Not the real issue?  What is the real issue then, in your opinion?  And have you checked with the warmists?
 
Oh there is no doubt the earth will continue to adapt to whatever input conditions are introduced to it.  More CO2 is good for plants, obviously.  The question is, how amenable is planet change to humanity and human activities? 

I'm with NoEnz - the focus should be less on far-horizon events, like climate change, and more on quantifiable limits, such as energy reserves, population growth, and economic development. Man has never lived to a level of sustainability within his environment, always setting out to colonise new lands and find new hunting grounds. Sustainability is possible, but it takes commitment and sacrifice. 

More than that, it requires an honest evaluation of current economic models predicated on growth.
 


Alchemist

Alchemist Avatar

Location: San Jose, CA
Gender: Male


Posted: Dec 8, 2009 - 1:08am

 NoEnzLefttoSplit wrote:

I don't get the left/right divide in the States either. Just doesn't exist in Germany, well if so, totally minimal.
 
That's 'cause you're not stuck with a two party system.
NoEnzLefttoSplit

NoEnzLefttoSplit Avatar

Gender: Male


Posted: Dec 8, 2009 - 12:48am

 MrsHobieJoe wrote:
I'm not watching something with a non-word in the title.  Let's start posting some of the articles from the scientific journals here.  There's some pretty interesting stuff there that hasn't been politicised.  How come there appears to be a right/left wing split in the US?  That's not so much the case in Europe.

 
You're not missing anything. One of the worst quality spoofs I have ever seen and that is saying something.
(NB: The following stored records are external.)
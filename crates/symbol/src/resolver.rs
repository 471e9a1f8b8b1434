use async_trait::async_trait;
use shaobing_core::cache::port::{Cache, CacheExt};
use shaobing_core::common::{CodeKind, Exchange, InstrumentCode};
use shaobing_core::symbol::error::QuoteError;
use shaobing_core::symbol::port::{MarketClassifier, NameLookup, NameSource};
use std::sync::Arc;
use std::time::Duration;
use tracing::{debug, warn};

/// # Summary
/// 证券名称解析器：缓存前置的有序回退链。
///
/// # Invariants
/// - 每个数据源调用都有硬性等待上限，超时视作该数据源失败并继续回退。
/// - 单个代码的最长等待不超过 `sources.len() × timeout`。
/// - 数据源错误只记录日志，永不传播给调用方。
/// - 仅缓存成功结果，未解析的代码下次仍会重新查询。
pub struct NameResolver {
    // 进程级共享的名称缓存
    cache: Arc<dyn Cache>,
    // 数字代码的交易所归类规则
    classifier: Arc<dyn MarketClassifier>,
    // 按顺序尝试的数据源
    sources: Vec<Arc<dyn NameSource>>,
    // 单次数据源调用的等待上限
    timeout: Duration,
}

impl NameResolver {
    /// # Summary
    /// 组装名称解析器。
    ///
    /// # Arguments
    /// * `cache`: 共享缓存。
    /// * `classifier`: 交易所归类规则。
    /// * `sources`: 按优先级排列的数据源（通常为 静态表、新浪、腾讯）。
    /// * `timeout`: 单次调用的等待上限。
    pub fn new(
        cache: Arc<dyn Cache>,
        classifier: Arc<dyn MarketClassifier>,
        sources: Vec<Arc<dyn NameSource>>,
        timeout: Duration,
    ) -> Self {
        Self {
            cache,
            classifier,
            sources,
            timeout,
        }
    }

    /// # Summary
    /// 生成 `(市场, 代码)` 形式的缓存键。
    ///
    /// # Logic
    /// 数字代码使用交易所前缀 (`hk`/`sh`/`sz`)，符号代码使用 `sym`。
    fn cache_key(code: &InstrumentCode, exchange: Option<Exchange>) -> String {
        match exchange {
            Some(exchange) => format!("{}:{}", exchange.prefix(), code.as_str()),
            None => format!("sym:{}", code.as_str()),
        }
    }

    /// # Summary
    /// 在等待上限内调用单个数据源。
    ///
    /// # Logic
    /// 超时通过 `tokio::time::timeout` 取消底层 Future，映射为 `QuoteError::Timeout`。
    async fn call_source(
        &self,
        source: &dyn NameSource,
        code: &InstrumentCode,
        exchange: Option<Exchange>,
    ) -> Result<Option<String>, QuoteError> {
        match tokio::time::timeout(self.timeout, source.lookup(code, exchange)).await {
            Ok(result) => result,
            Err(_) => Err(QuoteError::Timeout(
                u64::try_from(self.timeout.as_millis()).unwrap_or(u64::MAX),
            )),
        }
    }

    /// # Summary
    /// 解析单个代码的展示名称。
    ///
    /// # Logic
    /// 1. 数字代码先经归类规则确定交易所，无法归类则直接返回 None。
    /// 2. 查询缓存，命中即返回。
    /// 3. 依次尝试各数据源，首个非空结果写入缓存后返回。
    /// 4. 任何数据源错误（含超时）仅记录 warn 日志并继续。
    ///
    /// # Returns
    /// 解析成功返回名称，否则返回 None。
    pub async fn resolve_code(&self, code: &InstrumentCode) -> Option<String> {
        let exchange = match code.kind() {
            CodeKind::Numeric => match self.classifier.classify(code) {
                Some(exchange) => Some(exchange),
                None => {
                    debug!("No market matches numeric code {}, leaving unresolved", code);
                    return None;
                }
            },
            CodeKind::Symbolic => None,
        };

        let key = Self::cache_key(code, exchange);
        match self.cache.get::<String>(&key).await {
            Ok(Some(name)) => {
                debug!("Name cache hit {} -> {}", key, name);
                return Some(name);
            }
            Ok(None) => {}
            Err(e) => warn!("Name cache read failed for {}: {}", key, e),
        }

        for source in &self.sources {
            match self.call_source(source.as_ref(), code, exchange).await {
                Ok(Some(name)) => {
                    debug!("{} resolved {} -> {}", source.id(), key, name);
                    if let Err(e) = self.cache.set(&key, &name).await {
                        warn!("Name cache write failed for {}: {}", key, e);
                    }
                    return Some(name);
                }
                Ok(None) => {}
                Err(e) => warn!("Name source {} failed for {}: {}", source.id(), key, e),
            }
        }

        debug!("All name sources exhausted for {}", key);
        None
    }
}

#[async_trait]
impl NameLookup for NameResolver {
    async fn resolve(&self, code: &InstrumentCode) -> Option<String> {
        self.resolve_code(code).await
    }
}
I don't get the left/right divide in the States either. Just doesn't exist in Germany, well if so, totally minimal.

MrsHobieJoe

MrsHobieJoe Avatar

Location: somewhere in Europe
Gender: Female


Posted: Dec 7, 2009 - 11:59pm

I'm not watching something with a non-word in the title.  Let's start posting some of the articles from the scientific journals here.  There's some pretty interesting stuff there that hasn't been politicised.  How come there appears to be a right/left wing split in the US?  That's not so much the case in Europe.